Several well-described early intervention programs have been developed and tested for preschoolers (4–7 year olds) displaying high levels of ADHD and/or oppositional behavior, such as the Triple-P, New Forest Parenting Programme, and Incredible Years. These programs have been shown to have moderate effects on reducing ADHD symptoms and moderate-to-large effects on reducing behavioral problems. To our knowledge, only two small-scale studies have examined programs specifically targeting parental emotion socialization in the context of ADHD [16, 17]. These studies show the potential of improving child's ED and ADHD/externalizing problems through intervention directed at improving parental emotion socialization practices. Importantly, these studies selected children that already showed clear manifestations of ADHD, instead of selecting younger children with elevated ED, but not yet full ADHD. It thus remains untested whether the liability for ADHD will not unfold into the full extreme by improving the parent–child interactions supporting and promoting emotion regulation abilities in young children.

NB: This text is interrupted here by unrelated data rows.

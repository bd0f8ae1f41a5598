use crate::error::{CryptoError, Result};
use aes_gcm::{
    aead::{Aead, KeyInit, OsRng, Payload},
    Aes256Gcm, Nonce,
};
use base64::{engine::general_purpose::STANDARD, Engine};
use rand::RngCore;

pub const MASTER_KEY_LEN: usize = 32;

const ENVELOPE_VERSION: u8 = 0x01;
const NONCE_LEN: usize = 12;

/// AEAD envelope for secrets at rest.
///
/// Frame: `version(1) || nonce(12) || ciphertext+tag`, base64 encoded.
/// The nonce is uniformly random per call, so sealing the same plaintext
/// twice yields different ciphertexts; opening always restores the exact
/// plaintext when key and associated data match.
#[derive(Clone)]
pub struct Envelope {
    key: [u8; MASTER_KEY_LEN],
}

impl Envelope {
    pub fn new(key: [u8; MASTER_KEY_LEN]) -> Self {
        Self { key }
    }

    /// Build from a base64-encoded 32-byte master key.
    ///
    /// Generate one with: `openssl rand -base64 32`
    pub fn from_base64(key_b64: &str) -> Result<Self> {
        let key_bytes = STANDARD
            .decode(key_b64.trim())
            .map_err(|e| CryptoError::InvalidKey(format!("invalid base64: {}", e)))?;

        if key_bytes.len() != MASTER_KEY_LEN {
            return Err(CryptoError::InvalidKey(format!(
                "master key must be {} bytes, got {}",
                MASTER_KEY_LEN,
                key_bytes.len()
            )));
        }

        let mut key = [0u8; MASTER_KEY_LEN];
        key.copy_from_slice(&key_bytes);
        Ok(Self { key })
    }

    /// Encrypt `plaintext` bound to `associated_data`.
    pub fn seal(&self, plaintext: &[u8], associated_data: &[u8]) -> Result<String> {
        let cipher = Aes256Gcm::new_from_slice(&self.key)
            .map_err(|e| CryptoError::InvalidKey(e.to_string()))?;

        let mut nonce_bytes = [0u8; NONCE_LEN];
        OsRng.fill_bytes(&mut nonce_bytes);
        let nonce = Nonce::from_slice(&nonce_bytes);

        let ciphertext = cipher
            .encrypt(
                nonce,
                Payload {
                    msg: plaintext,
                    aad: associated_data,
                },
            )
            .map_err(|_| CryptoError::Integrity)?;

        let mut framed = Vec::with_capacity(1 + NONCE_LEN + ciphertext.len());
        framed.push(ENVELOPE_VERSION);
        framed.extend_from_slice(&nonce_bytes);
        framed.extend_from_slice(&ciphertext);

        Ok(STANDARD.encode(&framed))
    }

    /// Decrypt an envelope produced by [`seal`](Self::seal).
    pub fn open(&self, envelope: &str, associated_data: &[u8]) -> Result<Vec<u8>> {
        let framed = STANDARD
            .decode(envelope)
            .map_err(|e| CryptoError::Format(format!("invalid base64: {}", e)))?;

        // version byte + nonce + at least the 16-byte tag
        if framed.len() < 1 + NONCE_LEN + 16 {
            return Err(CryptoError::Format("envelope too short".to_string()));
        }
        if framed[0] != ENVELOPE_VERSION {
            return Err(CryptoError::Format(format!(
                "unsupported envelope version {}",
                framed[0]
            )));
        }

        let (nonce_bytes, ciphertext) = framed[1..].split_at(NONCE_LEN);
        let nonce = Nonce::from_slice(nonce_bytes);

        let cipher = Aes256Gcm::new_from_slice(&self.key)
            .map_err(|e| CryptoError::InvalidKey(e.to_string()))?;

        cipher
            .decrypt(
                nonce,
                Payload {
                    msg: ciphertext,
                    aad: associated_data,
                },
            )
            .map_err(|_| CryptoError::Integrity)
    }

    /// Convenience for string secrets (DSNs, passwords, client secrets).
    pub fn seal_string(&self, plaintext: &str, associated_data: &str) -> Result<String> {
        self.seal(plaintext.as_bytes(), associated_data.as_bytes())
    }

    pub fn open_string(&self, envelope: &str, associated_data: &str) -> Result<String> {
        let plaintext = self.open(envelope, associated_data.as_bytes())?;
        String::from_utf8(plaintext)
            .map_err(|_| CryptoError::Format("plaintext is not valid UTF-8".to_string()))
    }
}

impl std::fmt::Debug for Envelope {
    fn fmt(&self, f: &mut std::fmt::Formatter<'_>) -> std::fmt::Result {
        // Never print key material.
        f.debug_struct("Envelope").finish_non_exhaustive()
    }
}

As we reviewed above, early intervention in young children with ADHD has gained some ground in the past decade, but research on prevention is virtually absent. Thorough studies focusing on the pre-onset period are scarce, especially in early years (from birth to preschool age), while such studies are critical in untangling the causes from the consequences of ADHD. The main reason for this is the current dominant deterministic view on the causes of ADHD, postulating that onset of this condition is not amenable to change. Indeed, ADHD is known to be among the most heritable psychiatric disorders with genetic factors accounting for ~ 70–75% of the variance. However, highly heritable conditions can also be highly susceptible to environmental conditions, with the prototypic example of significant increases in height due to improved nutrition in the last 100 years. Interventions cannot change the genetic liability of ADHD as it runs through families affected by ADHD, but can improve the circumstances for young offspring, such that their liability may not unfold into the full extreme. Further work is required to increase insights in the developmental processes leading to an onset of ADHD and to study whether early intervention targeted at these processes can prevent the development of clinical ADHD. Such studies may ultimately pave the way for early screening and intervention programs for high-risk children.